You should chunk your index requests using eloquent ->chunk()
functionality. The size of your chunks will depend on the resources allocated to your Elasticsearch installation.
For example: We have only a single index, that index holds about 70,000 - 100,000 documents. We run an Elasticsearch cluster of 6 nodes (3 data, 3 master) each node as 2.5GB allocated, across the physical machines, one master and one data node per machine. When indexing 70,000 documents we chunk our results to segments of 1000 per index request. This is allot but we can do this because we also have a loadbalancer that distributes the workload among our cluster.
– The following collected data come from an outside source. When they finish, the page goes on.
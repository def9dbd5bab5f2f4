use placement_resolver::{Alignment, Detection, DetectionKind};

pub fn inferred_horizontal(distance: f32, height: f32) -> Detection {
    Detection::new(
        DetectionKind::InferredHorizontalPlane,
        Alignment::Horizontal,
        distance,
        height,
    )
}

pub fn inferred_vertical(distance: f32) -> Detection {
    Detection::new(
        DetectionKind::InferredVerticalPlane,
        Alignment::Vertical,
        distance,
        0.0,
    )
}

pub fn confirmed(alignment: Alignment, distance: f32, height: f32) -> Detection {
    Detection::new(DetectionKind::ConfirmedPlane, alignment, distance, height)
}

/// Hits for a ray that crosses a floor, a table top and the wall behind them,
/// ordered by distance like a host ray cast would report them.
pub fn room_scan() -> Vec<Detection> {
    vec![
        inferred_horizontal(0.8, -0.70),
        inferred_vertical(1.4),
        inferred_horizontal(2.1, -1.45),
        confirmed(Alignment::Horizontal, 2.1, -1.45),
    ]
}
#![doc = include_str!("../README.md")]

// Core surface
pub mod diagnostics;
pub mod resolver;
pub mod types;

// Host-side state driven around the resolver.
pub mod anchor;
pub mod paper;
pub mod reveal;

// Demo plumbing.
pub mod config;
pub mod io;

// --- High-level re-exports -------------------------------------------------

pub use crate::diagnostics::{PlacementReport, ResolutionStage};
pub use crate::resolver::{resolve, PlacementQuery, PlacementResolver, ResolverParams};
pub use crate::types::{Alignment, AlignmentFilter, Detection, DetectionKind};

// --- Prelude ---------------------------------------------------------------

/// Everything needed to run a query.
pub mod prelude {
    pub use crate::anchor::AnchorTracker;
    pub use crate::{
        resolve, Alignment, AlignmentFilter, Detection, DetectionKind, PlacementQuery,
        PlacementResolver, ResolverParams,
    };
}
Mostly on single node Elasticsearch setups with less then 2GB of memory indexing is an intense operation. On a single node system your 1 node has to: index documents, serve the HTTP API, store the data to memory and perform garbage collection. On a clustered setup these roles are seperated among nodes. Therefore you should be breaking your index chunks into a MUCH smaller size ~50 to ~100 per request. ES will actually queue the index requests internally so try not to push index requests onto a Laravel queue. Do it all synchronously. It will take a while.
Basically Elasticsearch is an "in memory" search platform, that means if you have allot of documents you need ALLOT of memory. The op says:
16 gigabytes ; 23,000,000 rows on 1GB AWS EC2
This is just not going to happen IMO. I would go for something like 8GB minimum preferably 16GB. Remember to configure your ES_HEAP_SIZE to no more then HALF your system memory or it will cause serious issues as your operating system will run dry of memory. Further more Elasticsearch is first and foremost a clustered technology, production setups should always be in a cluster and not a single node.
I say this through years of hard won trial and error on high volume production ES systems. If you want go ahead and learn this again yourself, but you will end up in the same place.
If anyone is interested my latest here is a gist with our indexing service:
https://gist.github.com/andrewmclagan/7525400afe2e6ecd74c432e7ca40fd41
the crux of the chunking routine is found here:
/**
* Runs an operation on a collection
*
* @param \Illuminate\Support\Collection $collection
* @param Boolean $delete
* @return Array
*/
protected function collectionOperation(Collection $collection, $delete = false)
{
$chunks = $collection->chunk($this->chunkSize);
$results = [];
$counter = 1;
$totalChunks = $chunks->count();
dump("Chunks discovered: {$chunks->count()} with a size of: {$this->chunkSize}");
foreach ($chunks as $chunk) {
dump("Executing chunk: {$counter}/{$totalChunks}");
$params = $this->getParamsByCollection($chunk, $delete);
$result = $this->elasticsearch->bulk($params);
$results = array_merge($results, $result); // this is faulty we need a proper merge routine.
$counter++;
}
return $results;
}
Hi there,
long time passed by. Is there option since then to use update by query api? https://www.elastic.co/guide/en/elasticsearch/reference/current/docs-update-by-query.html
Hi,
I have a few table in database, total size is 16 gigabytes ; 23,000,000 rows .
I deploy it on AWS ECE2 ; 1gb ram .
If anyone get an idea how to index all of it with fast as possible?
thank you